◆ **Task goal**: Exactly reproduce the lines from the line containing "i64, actual: i64" to the end of the data below, inclusive, and nothing else.

◆ **Entries taken from a collection**:
============
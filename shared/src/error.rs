//! Error taxonomy for the settlement engine
//!
//! Every fallible engine operation returns one of these variants.
//! Collaborator failures (appointment store, inventory store, price
//! tables) are wrapped in `ExternalStore`; the engine itself never
//! retries — that belongs to the calling layer.

use thiserror::Error;

/// Settlement engine errors
#[derive(Debug, Error)]
pub enum EngineError {
    /// Malformed Jalali/Gregorian date input (bad format, day 32,
    /// Esfand 30 in a non-leap year, out-of-range year)
    #[error("Invalid date: {0}")]
    InvalidDate(String),

    /// A consumable line references an item name missing from inventory.
    /// Raised before any stock delta is applied (fail-fast, no partial
    /// application).
    #[error("Unknown inventory item: {0}")]
    UnknownInventoryItem(String),

    /// Strict-mode finalize only: payment line sum does not match the
    /// expected settled price. Default finalize never raises this.
    #[error("Inconsistent payment total: expected {expected}, got {actual}")]
    InconsistentPaymentTotal { expected: i64, actual: i64 },

    /// Wraps any failure from an external collaborator
    #[error("External store error: {0}")]
    ExternalStore(String),
}

impl EngineError {
    pub fn external(err: impl std::fmt::Display) -> Self {
        EngineError::ExternalStore(err.to_string())
    }
}

pub type EngineResult<T> = Result<T, EngineError>;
============
◆ **Reply**:
    InconsistentPaymentTotal { expected: i64, actual: i64 },

    /// Wraps any failure from an external collaborator
    #[error("External store error: {0}")]
    ExternalStore(String),
}

impl EngineError {
    pub fn external(err: impl std::fmt::Display) -> Self {
        EngineError::ExternalStore(err.to_string())
    }
}

pub type EngineResult<T> = Result<T, EngineError>;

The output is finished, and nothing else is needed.